Robertson has made many injudicious statements in the past, but this has to be his most stupid. It is a difficult thing to read into God’s intentions concerning specific disasters and it is never acceptable for us to pronounce why God has done something unless He has actually already told us. While the Bible reveals that God has often judged nations in the past, and has used natural disasters to implement that judgment, it does not follow that every natural disaster is an instance of His judgment. Our understanding of these events should be set in the context of Jesus’ response in Luke 13:
“Do you think that these Galileans were worse sinners than all the other Galileans, because they suffered in this way? No, I tell you; but unless you repent, you will all likewise perish. Or those eighteen on whom the tower in Siloam fell and killed them: do you think that they were worse offenders than all the others who lived in Jerusalem? No, I tell you; but unless you repent, you will all likewise perish” (Luke 13:1-5 ESV).
Suffering should remind us of our own self-centeredness and finitude, and force us to reconsider our theology by the cold light of reality. John Mark Reynolds also makes some good points about the appropriateness of Robertson’s comments:
Robertson has been inhuman in two ways.
First, even if he were right, he has picked a horrid time to pontificate. When my friends is suffering from cancer, even if it is his fault, it is the wrong time to remind him that I told him he should have stopped smoking. It is ugly and useless.

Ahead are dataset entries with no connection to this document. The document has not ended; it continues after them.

//! Bounding-box computation and mask rasterization for point sets.

use ndarray::Array2;

use super::Point;
use crate::error::AnalysisError;

/// Intensity written for region members; background stays 0.
pub const MEMBER: u8 = 255;

/// Compute the tight zero-origin bounding box of a point set.
///
/// Returns `(rows, cols)` = `(max_y + 1, max_x + 1)`, so every point in the
/// set satisfies `y < rows` and `x < cols`. An empty set has no bounding box
/// and yields [`AnalysisError::EmptyRegion`].
pub fn region_bounds(points: &[Point]) -> Result<(usize, usize), AnalysisError> {
    if points.is_empty() {
        return Err(AnalysisError::EmptyRegion);
    }

    let mut max_y = 0;
    let mut max_x = 0;
    for p in points {
        max_y = max_y.max(p.y);
        max_x = max_x.max(p.x);
    }

    Ok((max_y + 1, max_x + 1))
}

/// Paint a point set into a zero-initialized `(rows, cols)` mask.
///
/// Every point must lie inside the mask; sizing the mask with
/// [`region_bounds`] guarantees that. Out-of-bounds points are a contract
/// violation and panic rather than being clipped.
pub fn rasterize(points: &[Point], rows: usize, cols: usize) -> Array2<u8> {
    let mut mask = Array2::<u8>::zeros((rows, cols));
    for p in points {
        assert!(
            p.y < rows && p.x < cols,
            "point ({}, {}) outside {}x{} mask",
            p.x,
            p.y,
            cols,
            rows
        );
        mask[[p.y, p.x]] = MEMBER;
    }
    mask
}

#[cfg(test)]
mod tests {
    use super::*;

    #[test]
    fn test_bounds_of_empty_set() {
        assert_eq!(region_bounds(&[]), Err(AnalysisError::EmptyRegion));
    }

    #[test]
    fn test_bounds_contain_every_point() {
        let points = vec![Point::new(3, 1), Point::new(0, 4), Point::new(2, 2)];
        let (rows, cols) = region_bounds(&points).unwrap();

        assert_eq!((rows, cols), (5, 4));
        assert!(points.iter().all(|p| p.y < rows && p.x < cols));
    }

    #[test]
    fn test_bounds_of_single_point_at_origin() {
        let (rows, cols) = region_bounds(&[Point::new(0, 0)]).unwrap();
        assert_eq!((rows, cols), (1, 1));
    }

    #[test]
    fn test_rasterize_paints_members() {
        let points = vec![Point::new(0, 0), Point::new(2, 1)];
        let mask = rasterize(&points, 2, 3);

        assert_eq!(mask.dim(), (2, 3));
        assert_eq!(mask[[0, 0]], MEMBER);
        assert_eq!(mask[[1, 2]], MEMBER);
        assert_eq!(mask.iter().filter(|&&v| v == MEMBER).count(), 2);
        assert_eq!(mask.iter().filter(|&&v| v == 0).count(), 4);
    }

    #[test]
    #[should_panic(expected = "outside")]
    fn test_rasterize_rejects_out_of_bounds_point() {
        rasterize(&[Point::new(3, 0)], 2, 2);
    }
}
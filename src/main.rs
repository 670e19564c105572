//! huescan - command-line tool for hue-based region selection and
//! perimeter extraction.

use std::process::ExitCode;

use huescan::cli;

fn main() -> ExitCode {
    env_logger::Builder::from_env(env_logger::Env::default().default_filter_or("info")).init();
    cli::run()
}
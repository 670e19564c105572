//! Blur filter implementations for single-channel masks.
//!
//! Four kernels back the perimeter-smoothing pipeline: box average, median,
//! separable Gaussian and bilateral. They share conventions: odd kernel
//! length, clamp-to-edge sampling, f32 accumulation where precision
//! matters.

use ndarray::Array2;

/// Generate a normalized 1D Gaussian kernel of the given odd length.
///
/// Sigma is derived from the kernel length with the usual rule for
/// "auto" sigma: `0.3 * ((len - 1) * 0.5 - 1) + 0.8`.
fn gaussian_kernel_1d(kernel_length: usize) -> Vec<f32> {
    if kernel_length <= 1 {
        return vec![1.0];
    }

    let sigma = 0.3 * ((kernel_length as f32 - 1.0) * 0.5 - 1.0) + 0.8;
    let half = kernel_length / 2;

    let mut kernel: Vec<f32> = (0..kernel_length)
        .map(|i| {
            let x = i as f32 - half as f32;
            (-x * x / (2.0 * sigma * sigma)).exp()
        })
        .collect();

    let sum: f32 = kernel.iter().sum();
    for v in kernel.iter_mut() {
        *v /= sum;
    }

    kernel
}

/// Apply a normalized box average at the given odd kernel length.
pub fn box_blur(mask: &Array2<u8>, kernel_length: usize) -> Array2<u8> {
    let (rows, cols) = mask.dim();
    if kernel_length <= 1 {
        return mask.clone();
    }

    let radius = (kernel_length / 2) as isize;
    let mut result = Array2::<u8>::zeros((rows, cols));

    for y in 0..rows {
        for x in 0..cols {
            let mut sum = 0u32;
            let mut count = 0u32;
            for dy in -radius..=radius {
                let sy = (y as isize + dy).clamp(0, rows as isize - 1) as usize;
                for dx in -radius..=radius {
                    let sx = (x as isize + dx).clamp(0, cols as isize - 1) as usize;
                    sum += mask[[sy, sx]] as u32;
                    count += 1;
                }
            }
            result[[y, x]] = (sum / count) as u8;
        }
    }

    result
}

/// Apply a median filter at the given odd kernel length.
pub fn median_blur(mask: &Array2<u8>, kernel_length: usize) -> Array2<u8> {
    let (rows, cols) = mask.dim();
    if kernel_length <= 1 {
        return mask.clone();
    }

    let radius = (kernel_length / 2) as isize;
    let mut result = Array2::<u8>::zeros((rows, cols));
    let mut window = Vec::with_capacity(kernel_length * kernel_length);

    for y in 0..rows {
        for x in 0..cols {
            window.clear();
            for dy in -radius..=radius {
                let sy = (y as isize + dy).clamp(0, rows as isize - 1) as usize;
                for dx in -radius..=radius {
                    let sx = (x as isize + dx).clamp(0, cols as isize - 1) as usize;
                    window.push(mask[[sy, sx]]);
                }
            }
            window.sort_unstable();
            result[[y, x]] = window[window.len() / 2];
        }
    }

    result
}

/// Apply a separable Gaussian blur at the given odd kernel length.
///
/// Two 1D convolution passes over an f32 working buffer, then conversion
/// back to u8.
pub fn gaussian_blur(mask: &Array2<u8>, kernel_length: usize) -> Array2<u8> {
    let (rows, cols) = mask.dim();
    let kernel = gaussian_kernel_1d(kernel_length);
    let half = kernel.len() / 2;

    let mut temp = Array2::<f32>::zeros((rows, cols));
    let mut result = Array2::<f32>::zeros((rows, cols));

    // Horizontal pass
    for y in 0..rows {
        for x in 0..cols {
            let mut sum = 0.0f32;
            for (ki, &kv) in kernel.iter().enumerate() {
                let sx = (x as isize + ki as isize - half as isize)
                    .clamp(0, cols as isize - 1) as usize;
                sum += mask[[y, sx]] as f32 * kv;
            }
            temp[[y, x]] = sum;
        }
    }

    // Vertical pass
    for y in 0..rows {
        for x in 0..cols {
            let mut sum = 0.0f32;
            for (ki, &kv) in kernel.iter().enumerate() {
                let sy = (y as isize + ki as isize - half as isize)
                    .clamp(0, rows as isize - 1) as usize;
                sum += temp[[sy, x]] * kv;
            }
            result[[y, x]] = sum;
        }
    }

    result.mapv(|v| (v + 0.5).clamp(0.0, 255.0) as u8)
}

/// Apply a bilateral filter with the given odd kernel length and sigmas.
///
/// Weights combine spatial distance (`sigma_space`) and intensity
/// difference (`sigma_color`), so strong edges survive while flat areas
/// are averaged.
pub fn bilateral_filter(
    mask: &Array2<u8>,
    kernel_length: usize,
    sigma_color: f32,
    sigma_space: f32,
) -> Array2<u8> {
    let (rows, cols) = mask.dim();
    if kernel_length <= 1 {
        return mask.clone();
    }

    let radius = (kernel_length / 2) as isize;
    let sigma_color = sigma_color.max(1e-3);
    let sigma_space = sigma_space.max(1e-3);
    let mut result = Array2::<u8>::zeros((rows, cols));

    for y in 0..rows {
        for x in 0..cols {
            let center = mask[[y, x]] as f32;
            let mut sum = 0.0f32;
            let mut weight_sum = 0.0f32;

            for dy in -radius..=radius {
                let sy = (y as isize + dy).clamp(0, rows as isize - 1) as usize;
                for dx in -radius..=radius {
                    let sx = (x as isize + dx).clamp(0, cols as isize - 1) as usize;
                    let value = mask[[sy, sx]] as f32;

                    let spatial_sq = (dy * dy + dx * dx) as f32;
                    let spatial_weight =
                        (-spatial_sq / (2.0 * sigma_space * sigma_space)).exp();
                    let color_diff = value - center;
                    let color_weight =
                        (-color_diff * color_diff / (2.0 * sigma_color * sigma_color)).exp();

                    let weight = spatial_weight * color_weight;
                    sum += value * weight;
                    weight_sum += weight;
                }
            }

            result[[y, x]] = (sum / weight_sum + 0.5).clamp(0.0, 255.0) as u8;
        }
    }

    result
}
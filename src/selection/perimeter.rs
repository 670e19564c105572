//! Boundary extraction via a diagonal-neighbor homogeneity test.

use ndarray::Array2;

use super::mask::{rasterize, region_bounds};
use super::Point;
use crate::error::AnalysisError;

/// Scan a mask and return the cells classified as boundary-like.
///
/// Only interior cells are inspected; the outermost ring is never part of
/// the perimeter. A cell is excluded when all four *diagonal* neighbors are
/// within `tolerance` of its value (`tolerance = 0` requires exact
/// equality); every other interior cell is emitted in row-major order. The
/// orthogonal neighbors are deliberately not consulted.
pub fn extract_perimeter(mask: &Array2<u8>, tolerance: u8) -> Vec<Point> {
    let (rows, cols) = mask.dim();
    let mut points = Vec::new();
    if rows < 3 || cols < 3 {
        // No interior cells to classify
        return points;
    }

    let tol = tolerance as i16;
    for i in 1..rows - 1 {
        for j in 1..cols - 1 {
            let center = mask[[i, j]] as i16;
            let uniform = [(i - 1, j - 1), (i + 1, j - 1), (i - 1, j + 1), (i + 1, j + 1)]
                .into_iter()
                .all(|(ni, nj)| (mask[[ni, nj]] as i16 - center).abs() <= tol);
            if !uniform {
                points.push(Point::new(j, i));
            }
        }
    }

    points
}

/// Extract the perimeter of a region point set.
///
/// Rasterizes the set into a binary mask sized to its bounding box, then
/// runs the exact-mode boundary scan. The mask is transient, rebuilt on
/// every call. Fails with [`AnalysisError::EmptyRegion`] when the set is
/// empty.
pub fn find_perimeter(points: &[Point]) -> Result<Vec<Point>, AnalysisError> {
    let (rows, cols) = region_bounds(points)?;
    let mask = rasterize(points, rows, cols);
    Ok(extract_perimeter(&mask, 0))
}

#[cfg(test)]
mod tests {
    use super::*;
    use crate::selection::mask::MEMBER;

    #[test]
    fn test_uniform_masks_have_no_perimeter() {
        let background = Array2::<u8>::zeros((5, 5));
        assert!(extract_perimeter(&background, 0).is_empty());

        let foreground = Array2::<u8>::from_elem((5, 5), MEMBER);
        assert!(extract_perimeter(&foreground, 0).is_empty());
    }

    #[test]
    fn test_outer_ring_is_never_emitted() {
        // Width-1 vertical stripes: every interior cell differs from its
        // diagonal neighbors
        let mask = Array2::<u8>::from_shape_fn((6, 6), |(_, j)| {
            if j % 2 == 0 {
                MEMBER
            } else {
                0
            }
        });

        let perimeter = extract_perimeter(&mask, 0);
        assert!(!perimeter.is_empty());
        assert!(perimeter
            .iter()
            .all(|p| p.y >= 1 && p.y <= 4 && p.x >= 1 && p.x <= 4));
    }

    #[test]
    fn test_single_foreground_pixel() {
        // 4x4 mask, single foreground pixel at (2,2). Interior cells are
        // (1,1), (1,2), (2,1), (2,2); only (1,1) and (2,2) see the
        // foreground pixel on a diagonal.
        let mut mask = Array2::<u8>::zeros((4, 4));
        mask[[2, 2]] = MEMBER;

        let perimeter = extract_perimeter(&mask, 0);
        assert_eq!(perimeter, vec![Point::new(1, 1), Point::new(2, 2)]);
    }

    #[test]
    fn test_tolerance_mode_ignores_small_differences() {
        let mut mask = Array2::<u8>::from_elem((3, 3), 100);
        mask[[0, 0]] = 110;

        // Exact mode flags the center, a tolerance of 10 absorbs the bump
        assert_eq!(extract_perimeter(&mask, 0), vec![Point::new(1, 1)]);
        assert!(extract_perimeter(&mask, 10).is_empty());
        assert!(extract_perimeter(&mask, 9).len() == 1);
    }

    #[test]
    fn test_find_perimeter_of_empty_region() {
        assert_eq!(find_perimeter(&[]), Err(AnalysisError::EmptyRegion));
    }

    #[test]
    fn test_find_perimeter_of_single_point_region() {
        // Bounding box is 1x1, which has no interior
        let perimeter = find_perimeter(&[Point::new(0, 0)]).unwrap();
        assert!(perimeter.is_empty());
    }

    #[test]
    fn test_perimeter_of_solid_block() {
        // 5x5 region filled except nothing: solid block spanning the box.
        let mut points = Vec::new();
        for y in 0..5 {
            for x in 0..5 {
                points.push(Point::new(x, y));
            }
        }

        // Mask is uniformly foreground, so no interior cell differs from
        // its diagonals.
        let perimeter = find_perimeter(&points).unwrap();
        assert!(perimeter.is_empty());
    }

    #[test]
    fn test_perimeter_inside_bounding_box() {
        // L-shaped region
        let mut points = Vec::new();
        for y in 0..6 {
            points.push(Point::new(0, y));
            points.push(Point::new(1, y));
        }
        for x in 2..6 {
            points.push(Point::new(x, 4));
            points.push(Point::new(x, 5));
        }

        let (rows, cols) = region_bounds(&points).unwrap();
        let perimeter = find_perimeter(&points).unwrap();

        assert!(!perimeter.is_empty());
        assert!(perimeter
            .iter()
            .all(|p| p.y >= 1 && p.y < rows - 1 && p.x >= 1 && p.x < cols - 1));
    }
}
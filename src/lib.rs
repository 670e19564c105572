//! huescan - hue-based region selection and perimeter extraction.
//!
//! Given a decoded RGB image and a seed pixel, huescan selects every pixel
//! whose hue lies within a tolerance of the seed's hue, derives the
//! boundary of that patch with a diagonal-neighbor homogeneity test, and
//! optionally re-extracts the boundary from a low-pass-filtered mask for a
//! smoother outline.
//!
//! ## Image format
//!
//! Images are `ndarray` arrays shaped `(height, width, 3)` in RGB channel
//! order with 8 bits per channel. Masks are `(rows, cols)` single-channel
//! arrays with 0 = background and 255 = member. All operations are
//! synchronous and side-effect-free; masks are transient, rebuilt for each
//! call.
//!
//! ## Pipeline
//!
//! ```no_run
//! use huescan::{find_perimeter, find_region, find_smooth_perimeter, SmoothingKind};
//! use ndarray::Array3;
//!
//! let image = Array3::<u8>::zeros((64, 64, 3));
//! let selection = find_region(image.view(), 32, 32, 10);
//! let perimeter = find_perimeter(&selection.points)?;
//! let smoothed =
//!     find_smooth_perimeter(&selection.points, SmoothingKind::Median, 10, 31)?;
//! # Ok::<(), huescan::AnalysisError>(())
//! ```

pub mod cli;
pub mod color;
pub mod error;
pub mod filters;
pub mod render;
pub mod selection;

pub use error::AnalysisError;
pub use filters::SmoothingKind;
pub use selection::{
    extract_perimeter, find_perimeter, find_region, find_smooth_perimeter, Point,
    RegionSelection,
};
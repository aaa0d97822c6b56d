use anyhow::{Result, anyhow};
use image::RgbImage;

use crate::core::encoder;
use crate::core::optimizer::Optimizer;
use crate::core::raster;
use crate::core::request::{BitDepth, RasterFormat, RenderPlan, RenderRequest};
use crate::settings::Config;

pub const CONTENT_TYPE_PNG: &str = "image/png";
pub const CONTENT_TYPE_JPEG: &str = "image/jpeg";
pub const CONTENT_TYPE_SVG: &str = "image/svg+xml";
pub const CONTENT_TYPE_EPS: &str = "application/postscript";

/// Finished image, owned by the request handler until it is written to
/// the response. Nothing is cached or shared across requests.
pub struct RenderedImage {
    pub bytes: Vec<u8>,
    pub content_type: &'static str,
}

/// Result of the blocking raster stage: encoded bytes plus whether the
/// branch taken is eligible for the optimizer pass.
struct RasterOutput {
    bytes: Vec<u8>,
    content_type: &'static str,
    optimizable: bool,
}

pub struct EngineStatus {
    pub optimizer_available: bool,
    pub available_permits: usize,
    pub max_concurrent: usize,
}

/// Drives format-specific rendering and post-processing for one
/// validated request at a time.
pub struct RenderingEngine {
    optimizer: Optimizer,
}

impl RenderingEngine {
    pub fn new(config: &Config) -> Self {
        Self {
            optimizer: Optimizer::new(config.optimizer_bin.clone(), config.optimizer_slots),
        }
    }

    pub fn health_check(&self) -> EngineStatus {
        EngineStatus {
            optimizer_available: self.optimizer.available(),
            available_permits: self.optimizer.available_permits(),
            max_concurrent: self.optimizer.max_concurrent(),
        }
    }

    pub async fn render(&self, request: RenderRequest) -> Result<RenderedImage> {
        match request.plan() {
            RenderPlan::Svg => {
                let matrix = encoder::encode(&request.payload, request.error_correction)?;
                // The vector path has no pixel margin, bit depth, or DPI:
                // those are raster-only concepts. Only the quiet zone is
                // carried over, in module units.
                let svg = matrix.to_svg(
                    request.dimension,
                    request.quiet_zone,
                    request.foreground,
                    request.background,
                );
                Ok(RenderedImage {
                    bytes: svg.into_bytes(),
                    content_type: CONTENT_TYPE_SVG,
                })
            }
            RenderPlan::Eps => Ok(RenderedImage {
                bytes: eps_placeholder(request.dimension).into_bytes(),
                content_type: CONTENT_TYPE_EPS,
            }),
            RenderPlan::Raster(format) => {
                let depth = request.bit_depth;
                let optimize = request.optimize;
                let raster =
                    tokio::task::spawn_blocking(move || Self::render_raster(&request, format))
                        .await
                        .map_err(|e| anyhow!("raster task join error: {e}"))??;

                let bytes = if optimize && raster.optimizable {
                    self.optimizer.optimize(raster.bytes, depth).await
                } else {
                    raster.bytes
                };
                Ok(RenderedImage {
                    bytes,
                    content_type: raster.content_type,
                })
            }
        }
    }

    fn render_raster(request: &RenderRequest, format: RasterFormat) -> Result<RasterOutput> {
        let matrix = encoder::encode(&request.payload, request.error_correction)?;
        let mut img: RgbImage = matrix.to_raster(
            request.dimension,
            request.quiet_zone,
            request.foreground,
            request.background,
        );
        if request.margin_px > 0 {
            img = raster::add_margin(&img, request.margin_px, request.background);
        }

        match format {
            RasterFormat::Jpeg => Ok(RasterOutput {
                bytes: raster::encode_jpeg(&img, request.bit_depth, request.dpi)?,
                content_type: CONTENT_TYPE_JPEG,
                optimizable: false,
            }),
            // No GIF writer in the raster engine; the request is accepted
            // but the produced container is PNG.
            RasterFormat::Gif => Ok(RasterOutput {
                bytes: raster::encode_png(&img, BitDepth::TwentyFour, request.dpi)?,
                content_type: CONTENT_TYPE_PNG,
                optimizable: false,
            }),
            RasterFormat::Png => Ok(RasterOutput {
                bytes: raster::encode_png(&img, request.bit_depth, request.dpi)?,
                content_type: CONTENT_TYPE_PNG,
                // 16-bit grayscale is deliberately excluded from the
                // optimizer pass.
                optimizable: request.bit_depth != BitDepth::Sixteen,
            }),
        }
    }
}

/// Placeholder EPS wrapper: a bounding-box frame at the requested
/// dimension, not a vector rendering of the QR pattern.
fn eps_placeholder(dimension: u32) -> String {
    format!(
        "%!PS-Adobe-3.0 EPSF-3.0\n\
         %%BoundingBox: 0 0 {dimension} {dimension}\n\
         %%EndComments\n\
         newpath\n\
         0 0 moveto\n\
         {dimension} 0 lineto\n\
         {dimension} {dimension} lineto\n\
         0 {dimension} lineto\n\
         closepath\n\
         stroke\n\
         %%EOF\n"
    )
}
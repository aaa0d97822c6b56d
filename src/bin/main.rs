use poem::listener::TcpListener;
use qr_renderer::core::renderer::RenderingEngine;
use qr_renderer::settings::get_config;
use qr_renderer::{AppState, init_openapi_route};
use tracing::Level;

use std::sync::Arc;

#[tokio::main]
async fn main() {
    let log_level = Level::DEBUG;
    // Logging to File
    let file_appender = tracing_appender::rolling::daily("./logs", "app.log");
    let (non_blocking, _guard) = tracing_appender::non_blocking(file_appender);
    tracing_subscriber::fmt()
        .with_writer(non_blocking)
        .with_max_level(log_level)
        .init();

    tracing::info!("Initializing QR Rendering Service...");

    let config = get_config();
    tracing::info!("run with config: {:?}", config);

    let engine = Arc::new(RenderingEngine::new(&config));
    if !engine.health_check().optimizer_available {
        tracing::warn!("optimizer binary not found, `optimize` requests will fall back");
    }

    // Init App State
    let app_state = Arc::new(AppState { engine });

    tracing::info!("Rendering engine initialized successfully");

    let app = init_openapi_route(app_state.clone(), &config);
    tracing::info!("run server on {}:{}", config.host, config.port);
    poem::Server::new(TcpListener::bind(format!(
        "{}:{}",
        config.host, config.port
    )))
    .run(app)
    .await
    .unwrap()
}
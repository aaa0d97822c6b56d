pub mod common;
pub mod meta;
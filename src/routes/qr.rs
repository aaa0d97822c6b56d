use std::collections::HashMap;
use std::sync::Arc;

use poem::http::{Method, StatusCode};
use poem::web::Data;
use poem::{Body, Request, Response, handler};

use crate::AppState;
use crate::core::request::validate;
use crate::schemas::common::ErrorBody;

/// Renders a QR code from query/form parameters.
///
/// GET reads the query string only; POST additionally reads an
/// urlencoded form body whose fields override the query. The merged bag
/// goes through the validator before any rendering work starts.
#[handler]
pub async fn create_qr_code(
    req: &Request,
    body: Body,
    state: Data<&Arc<AppState>>,
) -> Response {
    let mut params: HashMap<String, String> =
        url::form_urlencoded::parse(req.uri().query().unwrap_or("").as_bytes())
            .into_owned()
            .collect();

    if req.method() == Method::POST && is_urlencoded_form(req) {
        let bytes = match body.into_bytes().await {
            Ok(bytes) => bytes,
            Err(e) => {
                tracing::debug!("unreadable form body: {e}");
                return json_error(
                    StatusCode::BAD_REQUEST,
                    ErrorBody::new("unable to read request body"),
                );
            }
        };
        params.extend(url::form_urlencoded::parse(&bytes).into_owned());
    }

    let request = match validate(&params) {
        Ok(request) => request,
        Err(e) => {
            tracing::debug!("parameter validation failed: {e}");
            return json_error(StatusCode::BAD_REQUEST, ErrorBody::new(e.to_string()));
        }
    };

    tracing::info!(
        "rendering qr: format={:?}, size={}x{}, depth={:?}, optimize={}",
        request.format,
        request.dimension,
        request.dimension,
        request.bit_depth,
        request.optimize
    );

    match state.engine.render(request).await {
        Ok(image) => {
            tracing::info!("render completed, size: {} bytes", image.bytes.len());
            Response::builder()
                .content_type(image.content_type)
                .body(image.bytes)
        }
        Err(e) => {
            tracing::error!("render error: {e:#}");
            json_error(
                StatusCode::INTERNAL_SERVER_ERROR,
                ErrorBody::with_details("rendering failed", e.to_string()),
            )
        }
    }
}

fn is_urlencoded_form(req: &Request) -> bool {
    req.content_type()
        .is_some_and(|ct| ct.starts_with("application/x-www-form-urlencoded"))
}

fn json_error(status: StatusCode, body: ErrorBody) -> Response {
    let payload = serde_json::to_vec(&body)
        .unwrap_or_else(|_| br#"{"error":"internal error"}"#.to_vec());
    Response::builder()
        .status(status)
        .content_type("application/json")
        .body(payload)
}
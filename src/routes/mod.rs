pub mod meta;
pub mod qr;
/// RGB color of one QR module or fill area.
#[derive(Clone, Copy, PartialEq, Eq, Debug)]
pub struct Rgb {
    pub r: u8,
    pub g: u8,
    pub b: u8,
}

impl Rgb {
    pub const BLACK: Rgb = Rgb { r: 0, g: 0, b: 0 };
    pub const WHITE: Rgb = Rgb {
        r: 255,
        g: 255,
        b: 255,
    };

    pub fn to_hex(self) -> String {
        format!("#{:02x}{:02x}{:02x}", self.r, self.g, self.b)
    }
}

impl From<Rgb> for image::Rgb<u8> {
    fn from(c: Rgb) -> Self {
        image::Rgb([c.r, c.g, c.b])
    }
}

/// Parses a color parameter value.
///
/// Three grammars are accepted, matched exactly:
/// - 3 hex digits, each digit doubled (`f00` -> `ff0000`)
/// - 6 hex digits (`ff0000`)
/// - decimal triple `r-g-b`, each component 0-255
///
/// Anything else returns `None`. Out-of-range decimal components are
/// rejected, never clamped.
pub fn parse(text: &str) -> Option<Rgb> {
    parse_hex(text).or_else(|| parse_decimal(text))
}

fn parse_hex(text: &str) -> Option<Rgb> {
    if !text.bytes().all(|b| b.is_ascii_hexdigit()) {
        return None;
    }
    match text.len() {
        3 => {
            let mut it = text.chars().map(|c| {
                let d = c.to_digit(16).unwrap_or(0) as u8;
                d << 4 | d
            });
            Some(Rgb {
                r: it.next()?,
                g: it.next()?,
                b: it.next()?,
            })
        }
        6 => {
            let channel = |i: usize| u8::from_str_radix(&text[i..i + 2], 16).ok();
            Some(Rgb {
                r: channel(0)?,
                g: channel(2)?,
                b: channel(4)?,
            })
        }
        _ => None,
    }
}

fn parse_decimal(text: &str) -> Option<Rgb> {
    let mut parts = text.split('-');
    let r = decimal_channel(parts.next()?)?;
    let g = decimal_channel(parts.next()?)?;
    let b = decimal_channel(parts.next()?)?;
    if parts.next().is_some() {
        return None;
    }
    Some(Rgb { r, g, b })
}

fn decimal_channel(part: &str) -> Option<u8> {
    if part.is_empty() || part.len() > 3 || !part.bytes().all(|b| b.is_ascii_digit()) {
        return None;
    }
    let value: u16 = part.parse().ok()?;
    u8::try_from(value).ok()
}
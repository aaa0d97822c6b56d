use poem_openapi::Object;

/// One supported output format of the QR endpoint.
#[derive(Object, Debug, Clone)]
pub struct FormatInfo {
    /// Value accepted by the `format` parameter
    pub name: String,

    /// Content type the response actually carries
    pub content_type: String,

    /// Whether the output is a vector document
    pub vector: bool,
}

Heal the sick, bury the dead, feed the hungry and then deal with root spiritual causes. Safe to say every nation, and Haiti is surely one, has made philosophical and practical decisions that help cause tragedy. We can talk about that when the people of Haiti have been helped by the Church.
Second, even if his theology were sound, he has stated it in such a way and at such a time that it will be misunderstood and will be mocked. He has pronounced a “truth” that (he must concede) would be hard for our culture to hear in a way and at a time that brings that “truth” into derision.
If Robertson were right in his theology and philosophy, his timing has fed his pearls to swine on a silver platter.
Recently Robertson faced major health problems and rightly asked for our prayers. It would have been wrong to be facile and associate his problems with sin. Robertson should grant the people of Haiti the same treatment that he demanded in the case of his illness. (HT: JT)
Melinda on the Stand to Reason blog also makes the important point that for all the ridicule that Robertson is receiving we should not ignore the fact that he is not wrong to remind us of the real-world consequences to religious beliefs. She writes, “The consequences not only affect our lives now, but also have eternal consequences. Religion is real and the choice is serious”. Melinda goes on:
“Pat Robertson had no grounds to claim he knew the earthquake was God’s judgment on the Haitians for voodoo. He was right to point out that practicing voodoo is evil and results in a curse, as do all false religions. People are truly lost when they follow a lie, and are truly saved when they follow the truth. There are consequences to practicing false religion because the spiritual world is real.”